Something about the line triggers—maybe this is the way it happens for Hahn too? I find myself listening to lines of my own:
Let’s let the outside in.
Is a promise a prediction?
Some afternoons, when I want to sneeze as if it were something sexual.
And what did she mean with her daughters, always to say to them at night, “Sticks, feathers, string, mud”?
And extremophiles? I must find out about extremophiles.
Finally, the idea of devotion to devotion.
Years ago I found an interview that Hahn did with World Literature Today, in which she quotes Elizabeth Bishop’s words to May Swenson: “Poetry is a way of thinking with one’s feelings.” I still love that. It sounds and feels like something a child would know to say, would instinctively understand.

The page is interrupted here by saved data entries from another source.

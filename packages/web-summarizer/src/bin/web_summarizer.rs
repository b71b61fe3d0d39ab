// Command line entry point for the web summarizer

use anyhow::{Context, Result};
use clap::{Parser, Subcommand};
use tracing_subscriber::{layer::SubscriberExt, util::SubscriberInitExt};
use web_summarizer::{BatchCoordinator, BatchJob, Config, Pipeline, PlatformTag, SummaryRequest};

#[derive(Parser)]
#[command(name = "web-summarizer", version, about = "Summarize web pages with an LLM")]
struct Cli {
    #[command(subcommand)]
    command: Command,
}

#[derive(Subcommand)]
enum Command {
    /// Summarize a single URL
    Summarize {
        url: String,

        /// Number of key points to request
        #[arg(long)]
        key_points: Option<u32>,

        /// Maximum summary sentences
        #[arg(long)]
        sentences: Option<u32>,

        /// Ask for verbatim citations
        #[arg(long)]
        citations: bool,

        /// Model identifier (defaults to SUMMARIZER_DEFAULT_MODEL)
        #[arg(long)]
        model: Option<String>,

        /// Timeout for the AI call, in seconds
        #[arg(long)]
        timeout: Option<u64>,
    },

    /// Summarize several URLs on one topic concurrently
    Aggregate {
        #[arg(long)]
        topic: String,

        /// Target platform (repeatable): twitter, linkedin, facebook
        #[arg(long = "platform")]
        platforms: Vec<PlatformTag>,

        /// Concurrent workers (clamped to 1-10)
        #[arg(long, default_value_t = 5)]
        workers: usize,

        #[arg(required = true)]
        urls: Vec<String>,
    },
}

#[tokio::main]
async fn main() -> Result<()> {
    // Logs go to stderr so stdout stays pure JSON
    tracing_subscriber::registry()
        .with(
            tracing_subscriber::EnvFilter::try_from_default_env()
                .unwrap_or_else(|_| "info,web_summarizer=debug".into()),
        )
        .with(tracing_subscriber::fmt::layer().with_writer(std::io::stderr))
        .init();

    let cli = Cli::parse();

    let config = Config::from_env().context("Failed to load configuration")?;
    let pipeline = Pipeline::from_config(&config).context("Failed to build pipeline")?;

    match cli.command {
        Command::Summarize {
            url,
            key_points,
            sentences,
            citations,
            model,
            timeout,
        } => {
            let mut options = pipeline.default_options().with_citations(citations);
            if let Some(count) = key_points {
                options = options.with_key_points(count);
            }
            if let Some(count) = sentences {
                options = options.with_max_sentences(count);
            }
            if let Some(model) = model {
                options = options.with_model(model);
            }
            if let Some(seconds) = timeout {
                options = options.with_timeout_seconds(seconds);
            }

            let response = pipeline
                .run(SummaryRequest::new(url).with_options(options))
                .await;
            println!("{}", serde_json::to_string_pretty(&response)?);

            if !response.is_success() {
                std::process::exit(1);
            }
        }
        Command::Aggregate {
            topic,
            platforms,
            workers,
            urls,
        } => {
            let options = pipeline.default_options();
            let job = BatchJob::new(topic, urls)
                .with_platforms(platforms)
                .with_max_workers(workers)
                .with_options(options);

            let result = BatchCoordinator::new(pipeline).aggregate(job).await;
            tracing::info!(
                success_rate = result.success_rate(),
                "Aggregation finished"
            );
            println!("{}", serde_json::to_string_pretty(&result)?);
        }
    }

    Ok(())
}
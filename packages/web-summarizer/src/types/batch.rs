//! Topic aggregation job and report.

use std::fmt;
use std::str::FromStr;

use chrono::{DateTime, Utc};
use serde::{Deserialize, Serialize};
use uuid::Uuid;

use crate::error::ErrorCode;
use crate::types::request::SummaryOptions;
use crate::types::response::SummaryData;

/// Social platform a downstream formatter will target.
#[derive(Debug, Clone, Copy, PartialEq, Eq, Hash, Serialize, Deserialize)]
#[serde(rename_all = "lowercase")]
pub enum PlatformTag {
    Twitter,
    LinkedIn,
    Facebook,
}

impl PlatformTag {
    pub const DEFAULTS: [PlatformTag; 3] = [
        PlatformTag::Twitter,
        PlatformTag::LinkedIn,
        PlatformTag::Facebook,
    ];

    pub fn as_str(&self) -> &'static str {
        match self {
            Self::Twitter => "twitter",
            Self::LinkedIn => "linkedin",
            Self::Facebook => "facebook",
        }
    }
}

impl fmt::Display for PlatformTag {
    fn fmt(&self, f: &mut fmt::Formatter<'_>) -> fmt::Result {
        f.write_str(self.as_str())
    }
}

impl FromStr for PlatformTag {
    type Err = String;

    fn from_str(s: &str) -> Result<Self, Self::Err> {
        match s.trim().to_lowercase().as_str() {
            "twitter" | "x" => Ok(Self::Twitter),
            "linkedin" => Ok(Self::LinkedIn),
            "facebook" => Ok(Self::Facebook),
            other => Err(format!("unknown platform: {other}")),
        }
    }
}

/// A set of URLs sharing one topic label.
#[derive(Debug, Clone, Serialize, Deserialize)]
pub struct BatchJob {
    pub topic: String,
    pub urls: Vec<String>,

    #[serde(default)]
    pub platforms: Vec<PlatformTag>,

    #[serde(default = "default_max_workers")]
    pub max_workers: usize,

    /// Applied to every URL in the job
    #[serde(default)]
    pub options: SummaryOptions,
}

fn default_max_workers() -> usize {
    5
}

impl BatchJob {
    pub fn new(
        topic: impl Into<String>,
        urls: impl IntoIterator<Item = impl Into<String>>,
    ) -> Self {
        Self {
            topic: topic.into(),
            urls: urls.into_iter().map(Into::into).collect(),
            platforms: Vec::new(),
            max_workers: default_max_workers(),
            options: SummaryOptions::default(),
        }
    }

    pub fn with_platforms(mut self, platforms: impl IntoIterator<Item = PlatformTag>) -> Self {
        self.platforms = platforms.into_iter().collect();
        self
    }

    pub fn with_max_workers(mut self, max_workers: usize) -> Self {
        self.max_workers = max_workers;
        self
    }

    pub fn with_options(mut self, options: SummaryOptions) -> Self {
        self.options = options;
        self
    }

    /// Requested platforms, or the default trio when none were given.
    pub fn effective_platforms(&self) -> Vec<PlatformTag> {
        if self.platforms.is_empty() {
            PlatformTag::DEFAULTS.to_vec()
        } else {
            self.platforms.clone()
        }
    }
}

/// One URL that summarized successfully.
#[derive(Debug, Clone, Serialize, Deserialize)]
pub struct SourceSummary {
    /// URL as given in the job (the data carries the post-redirect URL)
    pub source_url: String,
    pub word_count: usize,
    pub data: SummaryData,
}

impl SourceSummary {
    pub fn new(source_url: impl Into<String>, data: SummaryData) -> Self {
        Self {
            source_url: source_url.into(),
            word_count: data.word_count(),
            data,
        }
    }
}

/// One URL that failed, with the failing stage's code.
#[derive(Debug, Clone, PartialEq, Eq, Serialize, Deserialize)]
pub struct FailedSource {
    pub url: String,
    pub error: String,
    pub error_code: ErrorCode,
}

/// Aggregated report of a batch run.
///
/// Every input URL lands in exactly one of `successful` / `failed`.
#[derive(Debug, Clone, Serialize, Deserialize)]
pub struct BatchResult {
    pub batch_id: Uuid,
    pub topic: String,
    pub platforms: Vec<PlatformTag>,
    pub total_sources: usize,
    pub successful: Vec<SourceSummary>,
    pub failed: Vec<FailedSource>,
    pub generated_at: DateTime<Utc>,
}

impl BatchResult {
    pub fn success_rate(&self) -> f64 {
        if self.total_sources == 0 {
            return 0.0;
        }
        self.successful.len() as f64 / self.total_sources as f64
    }

    pub fn is_complete(&self) -> bool {
        self.total_sources == self.successful.len() + self.failed.len()
    }
}

#[cfg(test)]
mod tests {
    use super::*;

    #[test]
    fn test_platform_parsing() {
        assert_eq!("Twitter".parse::<PlatformTag>().unwrap(), PlatformTag::Twitter);
        assert_eq!("x".parse::<PlatformTag>().unwrap(), PlatformTag::Twitter);
        assert_eq!("linkedin".parse::<PlatformTag>().unwrap(), PlatformTag::LinkedIn);
        assert!("myspace".parse::<PlatformTag>().is_err());
    }

    #[test]
    fn test_job_defaults() {
        let job: BatchJob =
            serde_json::from_str(r#"{"topic": "rust", "urls": ["https://a.example"]}"#).unwrap();
        assert_eq!(job.max_workers, 5);
        assert_eq!(job.effective_platforms(), PlatformTag::DEFAULTS.to_vec());
        assert_eq!(job.options, SummaryOptions::default());
    }

    #[test]
    fn test_success_rate_of_empty_batch() {
        let result = BatchResult {
            batch_id: Uuid::new_v4(),
            topic: "empty".into(),
            platforms: vec![],
            total_sources: 0,
            successful: vec![],
            failed: vec![],
            generated_at: Utc::now(),
        };
        assert_eq!(result.success_rate(), 0.0);
        assert!(result.is_complete());
    }
}
//! Error types for OpenAI client.

use thiserror::Error;

/// Result type for OpenAI client operations.
pub type Result<T> = std::result::Result<T, OpenAIError>;

/// OpenAI client errors.
#[derive(Debug, Error)]
pub enum OpenAIError {
    /// Network error (connection refused, DNS, TLS)
    #[error("Network error: {0}")]
    Network(String),

    /// The request did not complete within the client timeout
    #[error("Request timed out after {0} ms")]
    Timeout(u128),

    /// Non-2xx response (auth, quota, invalid request)
    #[error("API error ({status}): {message}")]
    Api { status: u16, message: String },

    /// Parse error (invalid JSON, unexpected response format)
    #[error("Parse error: {0}")]
    Parse(String),
}

impl OpenAIError {
    /// True for errors caused by the request deadline.
    pub fn is_timeout(&self) -> bool {
        matches!(self, Self::Timeout(_))
    }

    /// HTTP status of an API error, if any.
    pub fn status(&self) -> Option<u16> {
        match self {
            Self::Api { status, .. } => Some(*status),
            _ => None,
        }
    }

    /// Auth failures (401/403) are not worth retrying.
    pub fn is_auth(&self) -> bool {
        matches!(self.status(), Some(401) | Some(403))
    }
}
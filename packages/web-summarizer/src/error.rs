//! Typed errors for the summarization pipeline.
//!
//! Every stage has its own `thiserror` enum. Each maps to exactly one
//! [`ErrorCode`], which is what callers branch on. The pipeline forwards a
//! stage's code unchanged.

use std::fmt;

use serde::{Deserialize, Serialize};
use thiserror::Error;

/// Machine-readable failure classification carried in every failed response.
#[derive(Debug, Clone, Copy, PartialEq, Eq, Hash, Serialize, Deserialize)]
#[serde(rename_all = "SCREAMING_SNAKE_CASE")]
pub enum ErrorCode {
    InvalidUrl,
    InvalidOptions,
    NotFound,
    Forbidden,
    ServerError,
    Timeout,
    RequestFailed,
    EmptyContent,
    ExtractionFailed,
    InsufficientContent,
    TextTooShort,
    AiTimeout,
    AiApiError,
    SummarizationFailed,
    UnknownError,
}

impl ErrorCode {
    pub fn as_str(&self) -> &'static str {
        match self {
            Self::InvalidUrl => "INVALID_URL",
            Self::InvalidOptions => "INVALID_OPTIONS",
            Self::NotFound => "NOT_FOUND",
            Self::Forbidden => "FORBIDDEN",
            Self::ServerError => "SERVER_ERROR",
            Self::Timeout => "TIMEOUT",
            Self::RequestFailed => "REQUEST_FAILED",
            Self::EmptyContent => "EMPTY_CONTENT",
            Self::ExtractionFailed => "EXTRACTION_FAILED",
            Self::InsufficientContent => "INSUFFICIENT_CONTENT",
            Self::TextTooShort => "TEXT_TOO_SHORT",
            Self::AiTimeout => "AI_TIMEOUT",
            Self::AiApiError => "AI_API_ERROR",
            Self::SummarizationFailed => "SUMMARIZATION_FAILED",
            Self::UnknownError => "UNKNOWN_ERROR",
        }
    }
}

impl fmt::Display for ErrorCode {
    fn fmt(&self, f: &mut fmt::Formatter<'_>) -> fmt::Result {
        f.write_str(self.as_str())
    }
}

/// Errors raised while retrieving a page.
#[derive(Debug, Clone, Error)]
pub enum FetchError {
    /// Input is not an absolute http(s) URL
    #[error("invalid URL format: {url} ({reason})")]
    InvalidUrl { url: String, reason: String },

    #[error("page not found (404): {url}")]
    NotFound { url: String },

    #[error("access forbidden (403): {url}")]
    Forbidden { url: String },

    #[error("server error ({status}): {url}")]
    ServerError { url: String, status: u16 },

    /// Any other non-2xx status
    #[error("HTTP error {status}: {url}")]
    Status { url: String, status: u16 },

    #[error("request timeout after {timeout_secs} seconds: {url}")]
    Timeout { url: String, timeout_secs: u64 },

    #[error("too many redirects (limit {limit}): {url}")]
    TooManyRedirects { url: String, limit: usize },

    /// DNS, connect, TLS or body read failure
    #[error("failed to fetch {url}: {message}")]
    Request { url: String, message: String },
}

impl FetchError {
    pub fn code(&self) -> ErrorCode {
        match self {
            Self::InvalidUrl { .. } => ErrorCode::InvalidUrl,
            Self::NotFound { .. } => ErrorCode::NotFound,
            Self::Forbidden { .. } => ErrorCode::Forbidden,
            Self::ServerError { .. } => ErrorCode::ServerError,
            Self::Timeout { .. } => ErrorCode::Timeout,
            Self::Status { .. } | Self::TooManyRedirects { .. } | Self::Request { .. } => {
                ErrorCode::RequestFailed
            }
        }
    }

    /// Classify a non-2xx status.
    pub fn from_status(url: impl Into<String>, status: u16) -> Self {
        let url = url.into();
        match status {
            404 => Self::NotFound { url },
            403 => Self::Forbidden { url },
            500..=599 => Self::ServerError { url, status },
            _ => Self::Status { url, status },
        }
    }
}

/// Errors raised while turning HTML into readable text.
#[derive(Debug, Clone, Error)]
pub enum ExtractionError {
    #[error("empty HTML content provided")]
    EmptyContent,

    /// No content block survived boilerplate removal
    #[error("no readable content block found")]
    NoContent,

    #[error("insufficient content extracted ({length} chars, minimum {minimum})")]
    InsufficientContent { length: usize, minimum: usize },
}

impl ExtractionError {
    pub fn code(&self) -> ErrorCode {
        match self {
            Self::EmptyContent => ErrorCode::EmptyContent,
            Self::NoContent => ErrorCode::ExtractionFailed,
            Self::InsufficientContent { .. } => ErrorCode::InsufficientContent,
        }
    }
}

/// A way in which generator output failed the JSON contract.
#[derive(Debug, Clone, PartialEq, Eq, Error)]
pub enum SchemaViolation {
    #[error("response is not a JSON object: {0}")]
    InvalidJson(String),

    #[error("missing required field `{0}`")]
    MissingField(&'static str),

    #[error("field `{field}` must be {expected}")]
    WrongType {
        field: &'static str,
        expected: &'static str,
    },

    #[error("field `summary` is empty")]
    EmptySummary,

    #[error("field `key_points` contains no non-empty strings")]
    NoKeyPoints,
}

/// Errors raised by the AI-backed summarization stage.
#[derive(Debug, Clone, Error)]
pub enum SummarizationError {
    #[error("text is too short to summarize ({length} chars, minimum {minimum})")]
    TextTooShort { length: usize, minimum: usize },

    #[error("AI request timeout after {timeout_secs} seconds")]
    Timeout { timeout_secs: u64 },

    #[error("AI API error: {0}")]
    Api(String),

    #[error("AI response failed validation after {attempts} attempts: {violation}")]
    InvalidOutput {
        violation: SchemaViolation,
        attempts: u32,
    },
}

impl SummarizationError {
    pub fn code(&self) -> ErrorCode {
        match self {
            Self::TextTooShort { .. } => ErrorCode::TextTooShort,
            Self::Timeout { .. } => ErrorCode::AiTimeout,
            Self::Api(_) => ErrorCode::AiApiError,
            Self::InvalidOutput { .. } => ErrorCode::SummarizationFailed,
        }
    }
}

/// Failure of a single pipeline run, tagged with the stage that produced it.
#[derive(Debug, Clone, Error)]
pub enum PipelineError {
    #[error("invalid options: {0}")]
    InvalidOptions(String),

    #[error(transparent)]
    Fetch(#[from] FetchError),

    #[error(transparent)]
    Extraction(#[from] ExtractionError),

    #[error(transparent)]
    Summarization(#[from] SummarizationError),

    #[error("unexpected error: {0}")]
    Unknown(String),
}

impl PipelineError {
    pub fn code(&self) -> ErrorCode {
        match self {
            Self::InvalidOptions(_) => ErrorCode::InvalidOptions,
            Self::Fetch(e) => e.code(),
            Self::Extraction(e) => e.code(),
            Self::Summarization(e) => e.code(),
            Self::Unknown(_) => ErrorCode::UnknownError,
        }
    }
}

/// Errors building components from configuration.
#[derive(Debug, Error)]
pub enum ConfigError {
    #[error("{0} must be set")]
    Missing(&'static str),

    #[error("{name} has invalid value {value:?}: {reason}")]
    Invalid {
        name: &'static str,
        value: String,
        reason: String,
    },

    #[error("failed to build HTTP client: {0}")]
    HttpClient(#[from] reqwest::Error),
}
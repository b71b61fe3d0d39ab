//! URL validation and scheme handling.

use url::{ParseError, Url};

use crate::error::FetchError;

/// Validate `raw` as an absolute http(s) URL.
///
/// A schemeless input (`example.com/post`) is given `https://`. An explicit
/// `http://` is kept as written. Anything else fails with `InvalidUrl`.
pub fn normalize_url(raw: &str) -> Result<Url, FetchError> {
    let trimmed = raw.trim();
    let invalid = |reason: &str| FetchError::InvalidUrl {
        url: raw.to_string(),
        reason: reason.to_string(),
    };

    if trimmed.is_empty() {
        return Err(invalid("empty URL"));
    }

    let with_https = || {
        Url::parse(&format!("https://{trimmed}")).map_err(|e| invalid(&e.to_string()))
    };
    let url = match Url::parse(trimmed) {
        // `example.com:8080/a` parses with `example.com` as its scheme.
        Ok(url) if !trimmed.contains("://") && is_host_and_port(&url, trimmed) => {
            with_https()?
        }
        Ok(url) => url,
        Err(ParseError::RelativeUrlWithoutBase) => with_https()?,
        Err(e) => return Err(invalid(&e.to_string())),
    };

    match url.scheme() {
        "http" | "https" => {}
        other => return Err(invalid(&format!("unsupported scheme `{other}`"))),
    }

    match url.host_str() {
        Some(host) if !host.is_empty() => {}
        _ => return Err(invalid("missing host")),
    }

    // A schemeless word like "notaurl" parses as a host; require a dotted name,
    // an IP literal, or localhost.
    if !raw.contains("://") && !looks_like_host(&url) {
        return Err(invalid("not a hostname"));
    }

    Ok(url)
}

fn is_host_and_port(url: &Url, raw: &str) -> bool {
    let scheme = url.scheme();
    let after = &raw[scheme.len() + 1..];
    scheme == "localhost"
        || scheme.contains('.')
        || after.starts_with(|c: char| c.is_ascii_digit())
}

fn looks_like_host(url: &Url) -> bool {
    match url.host() {
        Some(url::Host::Domain(domain)) => domain == "localhost" || domain.contains('.'),
        Some(_) => true,
        None => false,
    }
}
//! Page retrieval.
//!
//! The [`Fetcher`] trait is the seam between the pipeline and the network.
//! [`HttpFetcher`] is the real implementation; `testing::MockFetcher` serves
//! canned pages.

mod http;
mod normalize;

pub use self::http::HttpFetcher;
pub use self::normalize::normalize_url;

use async_trait::async_trait;

use crate::error::FetchError;
use crate::types::page::FetchResult;

/// Retrieves the raw body of a single URL.
///
/// Implementations validate the URL before any network call, follow a
/// bounded number of redirects, and never retry.
#[async_trait]
pub trait Fetcher: Send + Sync {
    async fn fetch(&self, url: &str) -> Result<FetchResult, FetchError>;

    /// Short identifier for logging.
    fn name(&self) -> &str;
}
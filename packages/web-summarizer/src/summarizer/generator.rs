//! Generator trait: the seam between the summarizer and an LLM backend.

use async_trait::async_trait;
use openai_client::{ChatRequest, Message, OpenAIClient, OpenAIError};
use thiserror::Error;

/// One chat-style generation call.
#[derive(Debug, Clone, PartialEq)]
pub struct GenerationRequest {
    pub model: String,
    pub messages: Vec<Message>,

    /// Completion token budget
    pub max_tokens: u32,

    pub temperature: f32,
}

/// Raw generator output with its usage accounting.
#[derive(Debug, Clone, PartialEq, Eq)]
pub struct Generation {
    pub content: String,
    pub tokens_used: u32,
}

impl Generation {
    pub fn new(content: impl Into<String>, tokens_used: u32) -> Self {
        Self {
            content: content.into(),
            tokens_used,
        }
    }
}

#[derive(Debug, Clone, Error)]
pub enum GeneratorError {
    #[error("generator timed out")]
    Timeout,

    /// Auth, quota, malformed request or unusable reply
    #[error("{0}")]
    Api(String),
}

/// Text generation backend.
///
/// Implementations return whatever the model produced; validating it is the
/// summarizer's job.
#[async_trait]
pub trait Generator: Send + Sync {
    async fn generate(&self, request: GenerationRequest) -> Result<Generation, GeneratorError>;
}

#[async_trait]
impl Generator for OpenAIClient {
    async fn generate(&self, request: GenerationRequest) -> Result<Generation, GeneratorError> {
        let chat = ChatRequest::new(&request.model)
            .messages(request.messages)
            .temperature(request.temperature)
            .token_budget(request.max_tokens)
            .json_object();

        let response = self.chat_completion(chat).await?;
        let tokens_used = response.total_tokens();
        Ok(Generation {
            content: response.content,
            tokens_used,
        })
    }
}

impl From<OpenAIError> for GeneratorError {
    fn from(err: OpenAIError) -> Self {
        if err.is_timeout() {
            GeneratorError::Timeout
        } else {
            GeneratorError::Api(err.to_string())
        }
    }
}

#[cfg(test)]
mod tests {
    use super::*;

    #[test]
    fn test_openai_errors_map_to_generator_errors() {
        assert!(matches!(
            GeneratorError::from(OpenAIError::Timeout(1500)),
            GeneratorError::Timeout
        ));

        let err = GeneratorError::from(OpenAIError::Api {
            status: 429,
            message: "quota exceeded".into(),
        });
        match err {
            GeneratorError::Api(message) => assert!(message.contains("quota exceeded")),
            other => panic!("unexpected {other:?}"),
        }
    }
}
//! Process-wide configuration.
//!
//! Built once at startup and handed to component constructors by reference.
//! Nothing below this module reads the environment.

use std::env;
use std::str::FromStr;
use std::time::Duration;

use dotenvy::dotenv;
use secrecy::{ExposeSecret, SecretBox};

use crate::error::ConfigError;
use crate::types::request::DEFAULT_MODEL;

/// Outbound HTTP settings for the fetcher.
#[derive(Debug, Clone)]
pub struct FetchConfig {
    pub timeout: Duration,
    pub max_redirects: usize,
    pub user_agent: String,
}

impl Default for FetchConfig {
    fn default() -> Self {
        Self {
            timeout: Duration::from_secs(10),
            max_redirects: 3,
            user_agent: "WebSummarizerAgent/1.0.0".to_string(),
        }
    }
}

/// Length bounds for extracted text, in characters.
#[derive(Debug, Clone)]
pub struct ExtractionConfig {
    pub min_content_length: usize,
    pub max_content_length: usize,
}

impl Default for ExtractionConfig {
    fn default() -> Self {
        Self {
            min_content_length: 100,
            max_content_length: 50_000,
        }
    }
}

impl ExtractionConfig {
    /// Truncation must never cut text below the minimum.
    pub fn validate(&self) -> Result<(), ConfigError> {
        if self.max_content_length < self.min_content_length {
            return Err(ConfigError::Invalid {
                name: "SUMMARIZER_MAX_CONTENT_LENGTH",
                value: self.max_content_length.to_string(),
                reason: format!(
                    "must be at least SUMMARIZER_MIN_CONTENT_LENGTH ({})",
                    self.min_content_length
                ),
            });
        }
        Ok(())
    }
}

/// API key that never shows up in logs or debug output.
pub struct ApiKey(SecretBox<str>);

impl ApiKey {
    pub fn new(value: impl Into<String>) -> Self {
        Self(SecretBox::new(Box::from(value.into().as_str())))
    }

    /// Only call this when actually sending the key.
    pub fn expose(&self) -> &str {
        self.0.expose_secret()
    }
}

impl Clone for ApiKey {
    fn clone(&self) -> Self {
        Self::new(self.expose())
    }
}

impl std::fmt::Debug for ApiKey {
    fn fmt(&self, f: &mut std::fmt::Formatter<'_>) -> std::fmt::Result {
        f.write_str("[REDACTED]")
    }
}

/// AI backend settings.
#[derive(Debug, Clone)]
pub struct GeneratorConfig {
    pub api_key: Option<ApiKey>,
    pub base_url: String,
    pub default_model: String,

    /// Completion token budget per call
    pub max_tokens: u32,

    pub temperature: f32,

    /// Below this many characters the generator is not called
    pub min_text_length: usize,
}

impl Default for GeneratorConfig {
    fn default() -> Self {
        Self {
            api_key: None,
            base_url: "https://api.openai.com/v1".to_string(),
            default_model: DEFAULT_MODEL.to_string(),
            max_tokens: 2048,
            temperature: 0.3,
            min_text_length: 50,
        }
    }
}

impl GeneratorConfig {
    /// Build the OpenAI-compatible client for this configuration.
    pub fn openai_client(&self) -> Result<openai_client::OpenAIClient, ConfigError> {
        let api_key = self
            .api_key
            .as_ref()
            .ok_or(ConfigError::Missing("OPENAI_API_KEY"))?;
        Ok(openai_client::OpenAIClient::new(api_key.expose())
            .with_base_url(self.base_url.clone()))
    }
}

#[derive(Debug, Clone, Default)]
pub struct Config {
    pub fetch: FetchConfig,
    pub extraction: ExtractionConfig,
    pub generator: GeneratorConfig,
}

impl Config {
    /// Load configuration from environment variables
    pub fn from_env() -> Result<Self, ConfigError> {
        // Load .env file if present (development)
        let _ = dotenv();

        let defaults = Self::default();

        let config = Self {
            fetch: FetchConfig {
                timeout: Duration::from_secs(parse_var(
                    "SUMMARIZER_FETCH_TIMEOUT_SECS",
                    defaults.fetch.timeout.as_secs(),
                )?),
                max_redirects: parse_var("SUMMARIZER_MAX_REDIRECTS", defaults.fetch.max_redirects)?,
                user_agent: env::var("SUMMARIZER_USER_AGENT")
                    .unwrap_or(defaults.fetch.user_agent),
            },
            extraction: ExtractionConfig {
                min_content_length: parse_var(
                    "SUMMARIZER_MIN_CONTENT_LENGTH",
                    defaults.extraction.min_content_length,
                )?,
                max_content_length: parse_var(
                    "SUMMARIZER_MAX_CONTENT_LENGTH",
                    defaults.extraction.max_content_length,
                )?,
            },
            generator: GeneratorConfig {
                api_key: env::var("OPENAI_API_KEY").ok().map(ApiKey::new),
                base_url: env::var("OPENAI_BASE_URL").unwrap_or(defaults.generator.base_url),
                default_model: env::var("SUMMARIZER_DEFAULT_MODEL")
                    .unwrap_or(defaults.generator.default_model),
                max_tokens: parse_var("SUMMARIZER_MAX_TOKENS", defaults.generator.max_tokens)?,
                ..defaults.generator
            },
        };

        config.extraction.validate()?;
        Ok(config)
    }
}

fn parse_var<T>(name: &'static str, default: T) -> Result<T, ConfigError>
where
    T: FromStr,
    T::Err: std::fmt::Display,
{
    match env::var(name) {
        Ok(value) => value.trim().parse().map_err(|e: T::Err| ConfigError::Invalid {
            name,
            value,
            reason: e.to_string(),
        }),
        Err(_) => Ok(default),
    }
}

Would always already know.
[Santo Spirito, Firenze]
[lunedì 17 febbraio 2020 ore 13:02:19] [¶]
I know. It’s not a long time I’ve been gone. And yet it feels like a long time, to me. A long time in a place filled with something that feels simultaneously like the opposite of longing, and like longing.
I come home with things to unpack. Some stuff is in the suitcase, like a photograph of my mother in a red sari, and another pair of paisley earrings. Some stuff is not. Like the color of cooked tea, and the call of that bird at Beach Luxury. Like a blue-plastic-bag, filled with the heads of marigolds.